* [What needs to be done]
Find the lines holding the string "WorldError" in the data, then copy all of them.

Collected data
⟨

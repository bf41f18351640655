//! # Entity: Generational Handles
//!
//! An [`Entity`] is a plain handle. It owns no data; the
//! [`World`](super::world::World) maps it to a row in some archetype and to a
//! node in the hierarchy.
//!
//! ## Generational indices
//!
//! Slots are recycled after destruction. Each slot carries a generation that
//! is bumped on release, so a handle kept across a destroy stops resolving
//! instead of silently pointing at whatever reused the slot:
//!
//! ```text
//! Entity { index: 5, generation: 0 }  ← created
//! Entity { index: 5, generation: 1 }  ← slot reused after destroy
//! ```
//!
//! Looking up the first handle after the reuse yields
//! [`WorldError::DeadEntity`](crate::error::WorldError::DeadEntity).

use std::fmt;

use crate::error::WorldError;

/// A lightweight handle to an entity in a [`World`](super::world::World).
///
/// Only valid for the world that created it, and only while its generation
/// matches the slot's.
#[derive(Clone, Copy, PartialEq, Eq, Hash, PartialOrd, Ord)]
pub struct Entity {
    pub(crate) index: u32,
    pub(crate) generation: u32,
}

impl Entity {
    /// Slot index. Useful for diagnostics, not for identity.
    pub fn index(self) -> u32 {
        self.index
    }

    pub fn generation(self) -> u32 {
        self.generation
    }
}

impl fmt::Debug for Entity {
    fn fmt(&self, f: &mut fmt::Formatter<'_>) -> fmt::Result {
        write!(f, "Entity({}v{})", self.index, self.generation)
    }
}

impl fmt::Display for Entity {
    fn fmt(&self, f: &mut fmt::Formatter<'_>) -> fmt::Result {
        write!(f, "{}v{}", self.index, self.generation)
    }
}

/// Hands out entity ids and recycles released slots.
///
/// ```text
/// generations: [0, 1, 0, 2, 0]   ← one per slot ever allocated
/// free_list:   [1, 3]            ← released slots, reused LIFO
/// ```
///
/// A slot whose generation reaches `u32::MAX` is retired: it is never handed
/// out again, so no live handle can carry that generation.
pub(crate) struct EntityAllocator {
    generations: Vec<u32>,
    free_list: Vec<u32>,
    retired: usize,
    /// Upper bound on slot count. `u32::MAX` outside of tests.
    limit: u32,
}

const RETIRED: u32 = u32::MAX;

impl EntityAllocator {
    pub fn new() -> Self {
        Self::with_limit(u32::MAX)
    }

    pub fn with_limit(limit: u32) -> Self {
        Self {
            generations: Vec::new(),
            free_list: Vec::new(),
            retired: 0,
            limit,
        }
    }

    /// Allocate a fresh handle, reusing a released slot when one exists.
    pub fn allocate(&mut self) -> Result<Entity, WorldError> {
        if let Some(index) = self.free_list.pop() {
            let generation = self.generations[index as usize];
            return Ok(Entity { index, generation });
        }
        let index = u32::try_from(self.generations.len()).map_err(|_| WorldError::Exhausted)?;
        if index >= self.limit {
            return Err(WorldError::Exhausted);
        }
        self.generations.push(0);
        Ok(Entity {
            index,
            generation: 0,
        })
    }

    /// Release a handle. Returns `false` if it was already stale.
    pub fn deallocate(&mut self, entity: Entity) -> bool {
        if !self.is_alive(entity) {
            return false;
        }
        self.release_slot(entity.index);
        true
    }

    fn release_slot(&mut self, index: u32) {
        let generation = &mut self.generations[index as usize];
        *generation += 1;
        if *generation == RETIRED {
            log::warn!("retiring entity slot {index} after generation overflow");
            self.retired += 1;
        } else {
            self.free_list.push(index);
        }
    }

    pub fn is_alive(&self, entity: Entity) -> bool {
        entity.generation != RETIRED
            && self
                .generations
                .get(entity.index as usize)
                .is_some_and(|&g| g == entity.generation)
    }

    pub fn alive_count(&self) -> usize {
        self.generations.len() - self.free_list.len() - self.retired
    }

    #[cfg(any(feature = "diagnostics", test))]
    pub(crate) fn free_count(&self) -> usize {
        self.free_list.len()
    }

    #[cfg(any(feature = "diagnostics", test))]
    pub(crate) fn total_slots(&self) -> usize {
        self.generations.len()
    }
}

⟩
⟨

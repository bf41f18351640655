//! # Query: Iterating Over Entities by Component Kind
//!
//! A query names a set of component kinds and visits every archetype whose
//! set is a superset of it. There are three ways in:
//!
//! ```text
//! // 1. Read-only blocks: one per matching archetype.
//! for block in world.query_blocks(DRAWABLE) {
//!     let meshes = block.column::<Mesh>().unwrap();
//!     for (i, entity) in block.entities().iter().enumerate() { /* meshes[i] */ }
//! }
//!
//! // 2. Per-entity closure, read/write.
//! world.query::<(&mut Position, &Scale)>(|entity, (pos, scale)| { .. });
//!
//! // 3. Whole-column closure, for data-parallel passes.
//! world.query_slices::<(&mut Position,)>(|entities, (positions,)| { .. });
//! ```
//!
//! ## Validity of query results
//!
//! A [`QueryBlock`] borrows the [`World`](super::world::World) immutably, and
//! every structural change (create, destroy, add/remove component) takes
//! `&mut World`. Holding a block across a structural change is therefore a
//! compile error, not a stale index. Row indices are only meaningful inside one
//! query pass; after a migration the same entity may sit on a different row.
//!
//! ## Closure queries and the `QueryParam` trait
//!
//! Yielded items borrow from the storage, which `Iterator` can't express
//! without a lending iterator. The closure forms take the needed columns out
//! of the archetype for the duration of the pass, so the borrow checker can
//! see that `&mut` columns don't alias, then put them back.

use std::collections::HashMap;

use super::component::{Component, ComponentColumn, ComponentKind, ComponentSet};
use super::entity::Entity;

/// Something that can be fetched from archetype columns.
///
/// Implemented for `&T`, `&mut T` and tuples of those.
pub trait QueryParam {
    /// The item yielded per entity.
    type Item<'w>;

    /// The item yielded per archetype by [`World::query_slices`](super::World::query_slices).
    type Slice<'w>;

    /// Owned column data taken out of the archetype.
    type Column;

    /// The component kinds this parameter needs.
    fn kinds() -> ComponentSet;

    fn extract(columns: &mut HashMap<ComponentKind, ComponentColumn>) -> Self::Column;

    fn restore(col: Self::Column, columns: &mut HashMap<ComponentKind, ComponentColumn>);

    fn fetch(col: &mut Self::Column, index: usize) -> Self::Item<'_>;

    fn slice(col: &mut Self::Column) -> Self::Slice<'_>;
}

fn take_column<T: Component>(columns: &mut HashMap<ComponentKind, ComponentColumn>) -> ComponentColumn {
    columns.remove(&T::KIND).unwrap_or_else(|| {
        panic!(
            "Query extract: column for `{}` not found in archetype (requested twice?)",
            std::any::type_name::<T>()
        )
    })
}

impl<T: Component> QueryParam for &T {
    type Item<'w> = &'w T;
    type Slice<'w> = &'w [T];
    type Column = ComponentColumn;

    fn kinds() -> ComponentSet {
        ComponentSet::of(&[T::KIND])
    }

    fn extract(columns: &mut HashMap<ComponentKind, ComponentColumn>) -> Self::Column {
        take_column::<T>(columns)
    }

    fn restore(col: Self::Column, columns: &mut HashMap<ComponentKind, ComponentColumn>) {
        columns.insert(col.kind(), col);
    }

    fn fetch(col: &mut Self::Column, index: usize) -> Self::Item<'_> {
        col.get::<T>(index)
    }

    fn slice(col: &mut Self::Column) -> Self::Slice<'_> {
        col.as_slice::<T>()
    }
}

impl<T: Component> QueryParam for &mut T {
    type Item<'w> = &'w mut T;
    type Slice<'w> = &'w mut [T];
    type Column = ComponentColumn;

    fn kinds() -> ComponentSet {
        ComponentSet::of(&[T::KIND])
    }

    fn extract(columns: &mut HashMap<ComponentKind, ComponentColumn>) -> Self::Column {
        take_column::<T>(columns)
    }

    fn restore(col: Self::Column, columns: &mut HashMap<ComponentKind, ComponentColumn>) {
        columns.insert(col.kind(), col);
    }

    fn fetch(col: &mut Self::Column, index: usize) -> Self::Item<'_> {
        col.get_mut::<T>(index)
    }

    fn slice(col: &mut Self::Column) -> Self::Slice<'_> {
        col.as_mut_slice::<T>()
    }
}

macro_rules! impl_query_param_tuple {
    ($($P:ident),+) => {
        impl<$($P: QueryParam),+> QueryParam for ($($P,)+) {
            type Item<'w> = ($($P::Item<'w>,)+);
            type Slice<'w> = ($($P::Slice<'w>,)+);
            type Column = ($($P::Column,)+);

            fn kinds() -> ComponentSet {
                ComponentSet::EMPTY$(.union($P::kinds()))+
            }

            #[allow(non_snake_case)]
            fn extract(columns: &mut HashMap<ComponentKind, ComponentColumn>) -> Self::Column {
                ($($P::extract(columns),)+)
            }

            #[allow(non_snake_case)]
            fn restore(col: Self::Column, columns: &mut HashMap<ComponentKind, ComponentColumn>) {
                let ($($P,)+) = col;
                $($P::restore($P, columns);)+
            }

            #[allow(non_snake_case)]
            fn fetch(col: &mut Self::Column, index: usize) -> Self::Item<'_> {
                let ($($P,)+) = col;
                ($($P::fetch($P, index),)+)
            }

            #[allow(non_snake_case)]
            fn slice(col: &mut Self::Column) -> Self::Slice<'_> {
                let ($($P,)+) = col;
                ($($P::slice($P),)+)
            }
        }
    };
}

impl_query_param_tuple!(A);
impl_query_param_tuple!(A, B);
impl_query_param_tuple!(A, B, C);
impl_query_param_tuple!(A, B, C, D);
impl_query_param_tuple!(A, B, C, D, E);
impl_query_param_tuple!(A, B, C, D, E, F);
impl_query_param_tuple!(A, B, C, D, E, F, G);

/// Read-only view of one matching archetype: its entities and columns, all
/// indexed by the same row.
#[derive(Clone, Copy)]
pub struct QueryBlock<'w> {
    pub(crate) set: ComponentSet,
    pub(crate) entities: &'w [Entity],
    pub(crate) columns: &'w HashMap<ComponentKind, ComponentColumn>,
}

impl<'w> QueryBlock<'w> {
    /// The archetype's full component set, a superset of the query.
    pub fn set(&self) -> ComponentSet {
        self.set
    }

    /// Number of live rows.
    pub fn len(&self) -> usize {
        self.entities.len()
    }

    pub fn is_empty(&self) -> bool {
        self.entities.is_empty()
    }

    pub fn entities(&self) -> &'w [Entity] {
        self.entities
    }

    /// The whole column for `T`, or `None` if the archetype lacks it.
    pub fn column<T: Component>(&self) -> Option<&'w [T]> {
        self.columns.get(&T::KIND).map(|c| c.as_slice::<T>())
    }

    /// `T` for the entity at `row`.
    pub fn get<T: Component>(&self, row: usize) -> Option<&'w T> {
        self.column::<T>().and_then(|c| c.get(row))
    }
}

⟩
⟨

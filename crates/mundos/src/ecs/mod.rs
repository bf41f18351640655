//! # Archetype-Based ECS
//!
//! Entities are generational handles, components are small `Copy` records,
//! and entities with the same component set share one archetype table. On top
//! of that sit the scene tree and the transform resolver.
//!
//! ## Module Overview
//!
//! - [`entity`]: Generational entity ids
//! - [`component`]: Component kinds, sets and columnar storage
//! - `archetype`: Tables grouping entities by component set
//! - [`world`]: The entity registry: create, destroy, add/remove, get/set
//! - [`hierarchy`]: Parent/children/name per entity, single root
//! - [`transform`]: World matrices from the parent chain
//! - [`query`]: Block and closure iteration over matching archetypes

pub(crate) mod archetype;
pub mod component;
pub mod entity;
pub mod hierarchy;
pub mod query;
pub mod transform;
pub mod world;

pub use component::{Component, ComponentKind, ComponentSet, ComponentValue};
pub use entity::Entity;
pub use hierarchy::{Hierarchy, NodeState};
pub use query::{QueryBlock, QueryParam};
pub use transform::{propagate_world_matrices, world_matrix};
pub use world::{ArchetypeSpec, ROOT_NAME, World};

⟩

* [Problem solution]
//! [`WorldError::DeadEntity`](crate::error::WorldError::DeadEntity).
use crate::error::WorldError;
    pub fn allocate(&mut self) -> Result<Entity, WorldError> {
        let index = u32::try_from(self.generations.len()).map_err(|_| WorldError::Exhausted)?;
            return Err(WorldError::Exhausted);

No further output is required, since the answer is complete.